Al Qaeda, too remains a threat, though a smaller one. NCTC chief Rasmussen said al Qaeda was trying to stay relevant by building up Bin Laden son Hamza as “a spokesperson as someone who could pick up the reins of the organization,” but that al Qaeda seemed to understand it couldn’t keep pace with the sweeping influence of ISIS. The officials said the two groups cooperate sometimes on the battlefield but remain competitors on the militant stage, which fuels a continuing competition to outdo each other with attacks where they are based, and on the West.
Monaco was also at pains to warn that the al Qaeda affiliate in Syria remained dangerous, able and likely to plot attacks against the U.S. and Europe from its perch in the war zone despite its name change and apparent attempts to distance itself from its parent group.
“It has established a growing safe haven in Syria and they have taken advantage of the chaos,” she said. She reminded the audience that when the administration launched operations against ISIS in Syria in 2014, it also launched simultaneous strikes “against a group of al Qaeda veterans who had moved quite deliberately from the Afghanistan Pakistan region to Syria for the express purpose of taking advantage of that ungoverned space.”
Gilles, the European Union official, agreed: “The recent statement of [al-Qaeda affiliate] Jabhat al Nusra that they were not linked to an external organization is a delusion. It remains an al Qaeda franchise and a very dangerous group.”
U.S. Central Command’s Gen. Joe Votel’s job is to defeat both. But he warned not to expect “a big victory parade” signaling the end of the ISIS fight, which was met by nods from a crowd that included current and former officials from the White House, Pentagon, and CIA.
He did have a plan—a campaign to plague ISIS with “multiple dilemmas.”
“We are coming after you in Anbar… We are coming after you in the Tigris River valley… We are on top of you in northern Syria. We’ve got efforts in southern Syria. We’re doing high-value strikes across both of those countries,” he said in answer to a Daily Beast question.
“This is very much a wrestling match,” he continued, calling the enemy “extraordinarily savvy and adaptive.”

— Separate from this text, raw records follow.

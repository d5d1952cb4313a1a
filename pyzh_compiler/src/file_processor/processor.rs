//! Reading and validating dialect source files

use crate::config::compile_time::file_processing::{
    LARGE_FILE_THRESHOLD, MAX_FILE_SIZE, MAX_LINE_COUNT,
};
use crate::config::runtime::{FileProcessorPreferences, TranslationPreferences};
use crate::lexical::normalize_line_endings;
use crate::logging::codes;
use crate::{log_debug, log_error, log_success};
use std::fs;
use std::io::ErrorKind;
use std::path::{Path, PathBuf};
use std::time::{Duration, Instant, SystemTime};

#[derive(Debug, Clone, PartialEq, Eq, thiserror::Error)]
pub enum FileProcessorError {
    #[error("File not found: {path}")]
    FileNotFound { path: String },

    #[error("Invalid file extension: expected .{expected}, found {found:?}")]
    InvalidExtension {
        expected: String,
        found: Option<String>,
    },

    #[error("File too large: {size} bytes (max: {max_size})")]
    FileTooLarge { size: u64, max_size: u64 },

    #[error("Permission denied: {path}")]
    PermissionDenied { path: String },

    #[error("Invalid UTF-8 encoding in file: {path}")]
    InvalidEncoding { path: String },

    #[error("I/O error reading file: {message}")]
    IoError { message: String },

    #[error("Not a regular file: {path}")]
    InvalidPath { path: String },

    #[error("File exceeds maximum line count: {lines} (max: {max_lines})")]
    TooManyLines { lines: usize, max_lines: usize },
}

impl FileProcessorError {
    pub fn error_code(&self) -> crate::logging::Code {
        match self {
            FileProcessorError::FileNotFound { .. } => codes::file_processing::FILE_NOT_FOUND,
            FileProcessorError::InvalidExtension { .. } => {
                codes::file_processing::INVALID_EXTENSION
            }
            FileProcessorError::FileTooLarge { .. } => codes::file_processing::FILE_TOO_LARGE,
            FileProcessorError::PermissionDenied { .. } => {
                codes::file_processing::PERMISSION_DENIED
            }
            FileProcessorError::InvalidEncoding { .. } => codes::file_processing::INVALID_ENCODING,
            FileProcessorError::IoError { .. } => codes::file_processing::IO_ERROR,
            FileProcessorError::InvalidPath { .. } => codes::file_processing::INVALID_PATH,
            FileProcessorError::TooManyLines { .. } => codes::file_processing::TOO_MANY_LINES,
        }
    }

    pub fn requires_halt(&self) -> bool {
        codes::requires_halt(self.error_code().as_str())
    }

    pub fn severity(&self) -> &'static str {
        codes::get_severity(self.error_code().as_str()).as_str()
    }

    pub fn category(&self) -> &'static str {
        codes::get_category(self.error_code().as_str())
    }

    pub fn is_recoverable(&self) -> bool {
        codes::is_recoverable(self.error_code().as_str())
    }

    fn from_io(error: &std::io::Error, path: &Path) -> Self {
        let path = path.display().to_string();
        match error.kind() {
            ErrorKind::NotFound => FileProcessorError::FileNotFound { path },
            ErrorKind::PermissionDenied => FileProcessorError::PermissionDenied { path },
            ErrorKind::InvalidData => FileProcessorError::InvalidEncoding { path },
            _ => FileProcessorError::IoError {
                message: format!("'{}': {}", path, error),
            },
        }
    }
}

#[derive(Debug, Clone)]
pub struct FileMetadata {
    /// Path as given by the caller
    pub path: PathBuf,
    pub size: u64,
    /// Lowercased extension, if any
    pub extension: Option<String>,
    pub line_count: usize,
    /// Whether the file carries the dialect source extension
    pub is_source_file: bool,
    pub modified: Option<SystemTime>,
}

impl FileMetadata {
    pub fn human_readable_size(&self) -> String {
        human_readable_size(self.size)
    }

    pub fn is_large_file(&self) -> bool {
        self.size > LARGE_FILE_THRESHOLD
    }
}

pub(crate) fn human_readable_size(bytes: u64) -> String {
    const UNITS: &[&str] = &["B", "KB", "MB", "GB"];
    let mut size = bytes as f64;
    let mut unit_index = 0;

    while size >= 1024.0 && unit_index < UNITS.len() - 1 {
        size /= 1024.0;
        unit_index += 1;
    }

    if unit_index == 0 {
        format!("{} {}", bytes, UNITS[unit_index])
    } else {
        format!("{:.2} {}", size, UNITS[unit_index])
    }
}

/// Source text of one file with its metadata
#[derive(Debug, Clone)]
pub struct FileProcessingResult {
    pub source: String,
    pub metadata: FileMetadata,
    pub processing_duration: Duration,
}

impl FileProcessingResult {
    pub fn char_count(&self) -> usize {
        self.source.chars().count()
    }

    pub fn is_effectively_empty(&self) -> bool {
        self.source.trim().is_empty()
    }

    /// Characters per millisecond
    pub fn processing_rate(&self) -> f64 {
        let duration_ms = self.processing_duration.as_secs_f64() * 1000.0;
        if duration_ms > 0.0 {
            self.char_count() as f64 / duration_ms
        } else {
            0.0
        }
    }
}

/// Reads dialect sources under the compile-time size and line limits.
/// An empty file is valid input.
#[derive(Debug, Clone)]
pub struct FileProcessor {
    pub require_source_extension: bool,
    /// Expected extension without the dot
    pub source_extension: String,
    pub enable_performance_logging: bool,
}

impl Default for FileProcessor {
    fn default() -> Self {
        Self::new()
    }
}

impl FileProcessor {
    pub fn new() -> Self {
        Self {
            require_source_extension: true,
            source_extension: super::DEFAULT_SOURCE_EXTENSION.to_string(),
            enable_performance_logging: true,
        }
    }

    pub fn from_preferences(
        prefs: &FileProcessorPreferences,
        translation: &TranslationPreferences,
    ) -> Self {
        Self {
            require_source_extension: prefs.require_source_extension,
            source_extension: translation.source_extension.to_lowercase(),
            enable_performance_logging: prefs.enable_performance_logging,
        }
    }

    pub fn with_extension_required(mut self, required: bool) -> Self {
        self.require_source_extension = required;
        self
    }

    pub fn with_source_extension(mut self, extension: &str) -> Self {
        self.source_extension = extension.trim_start_matches('.').to_lowercase();
        self
    }

    pub fn max_file_size() -> u64 {
        MAX_FILE_SIZE
    }

    pub fn large_file_threshold() -> u64 {
        LARGE_FILE_THRESHOLD
    }

    /// True if `path` carries the configured source extension
    pub fn is_source_path(&self, path: &Path) -> bool {
        path.extension()
            .and_then(|ext| ext.to_str())
            .is_some_and(|ext| ext.eq_ignore_ascii_case(&self.source_extension))
    }

    pub fn process_file(&self, path: &Path) -> Result<FileProcessingResult, FileProcessorError> {
        let start_time = Instant::now();
        log_debug!("Starting file processing", "file" => path.display());

        let result = self.read_validated(path, start_time);
        match &result {
            Ok(processed) => self.log_processing_success(processed),
            Err(error) => log_error!(error.error_code(), &error.to_string(),
                "file" => path.display()
            ),
        }
        result
    }

    fn read_validated(
        &self,
        path: &Path,
        start_time: Instant,
    ) -> Result<FileProcessingResult, FileProcessorError> {
        let mut metadata = self.get_metadata(path)?;
        self.validate_file(&metadata)?;

        let source =
            fs::read_to_string(path).map_err(|e| FileProcessorError::from_io(&e, path))?;

        let line_count = normalize_line_endings(&source).lines().count();
        if line_count > MAX_LINE_COUNT {
            return Err(FileProcessorError::TooManyLines {
                lines: line_count,
                max_lines: MAX_LINE_COUNT,
            });
        }
        metadata.line_count = line_count;

        Ok(FileProcessingResult {
            source,
            metadata,
            processing_duration: start_time.elapsed(),
        })
    }

    fn get_metadata(&self, path: &Path) -> Result<FileMetadata, FileProcessorError> {
        let fs_metadata = fs::metadata(path).map_err(|e| FileProcessorError::from_io(&e, path))?;

        if !fs_metadata.is_file() {
            return Err(FileProcessorError::InvalidPath {
                path: path.display().to_string(),
            });
        }

        let extension = path
            .extension()
            .and_then(|ext| ext.to_str())
            .map(|s| s.to_lowercase());

        Ok(FileMetadata {
            path: path.to_path_buf(),
            size: fs_metadata.len(),
            is_source_file: self.is_source_path(path),
            extension,
            line_count: 0,
            modified: fs_metadata.modified().ok(),
        })
    }

    fn validate_file(&self, metadata: &FileMetadata) -> Result<(), FileProcessorError> {
        if metadata.size > MAX_FILE_SIZE {
            return Err(FileProcessorError::FileTooLarge {
                size: metadata.size,
                max_size: MAX_FILE_SIZE,
            });
        }

        if self.require_source_extension && !metadata.is_source_file {
            return Err(FileProcessorError::InvalidExtension {
                expected: self.source_extension.clone(),
                found: metadata.extension.clone(),
            });
        }

        Ok(())
    }

    fn log_processing_success(&self, result: &FileProcessingResult) {
        let duration_ms = format!("{:.2}", result.processing_duration.as_secs_f64() * 1000.0);

        if self.enable_performance_logging {
            log_success!(codes::success::FILE_PROCESSING_SUCCESS, "Source file read",
                "file" => result.metadata.path.display(),
                "size_bytes" => result.metadata.size,
                "size_human" => result.metadata.human_readable_size(),
                "lines" => result.metadata.line_count,
                "duration_ms" => duration_ms,
                "chars_per_ms" => format!("{:.2}", result.processing_rate()),
                "is_large_file" => result.metadata.is_large_file()
            );
        } else {
            log_success!(codes::success::FILE_PROCESSING_SUCCESS, "Source file read",
                "file" => result.metadata.path.display(),
                "size_bytes" => result.metadata.size,
                "lines" => result.metadata.line_count
            );
        }
    }
}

“I think of this very much as a wrestling match,” he said. “We wrestle, we score a point and move on to the next move. You do that enough, and eventually you end up prevailing.”
“I would venture the guesstimate that we are perhaps 25 percent of the way toward neutralizing the worst threats ISIS poses,” said John McLaughlin, former deputy director of the CIA in an essay written for the forum in the online intelligence journal, The Cipher Brief, comments he repeated in a brief interview. “But the remaining 75 percent will be harder,” as the militants scatter and blend into the local populations in dozens of countries with weak governments and weaker security forces.
“I don’t think it’s a forever war,” Votel said. “I think this is a protracted fight and we have to stay with it.”
No administration official, on record or otherwise, would dare put a timeline on the fight.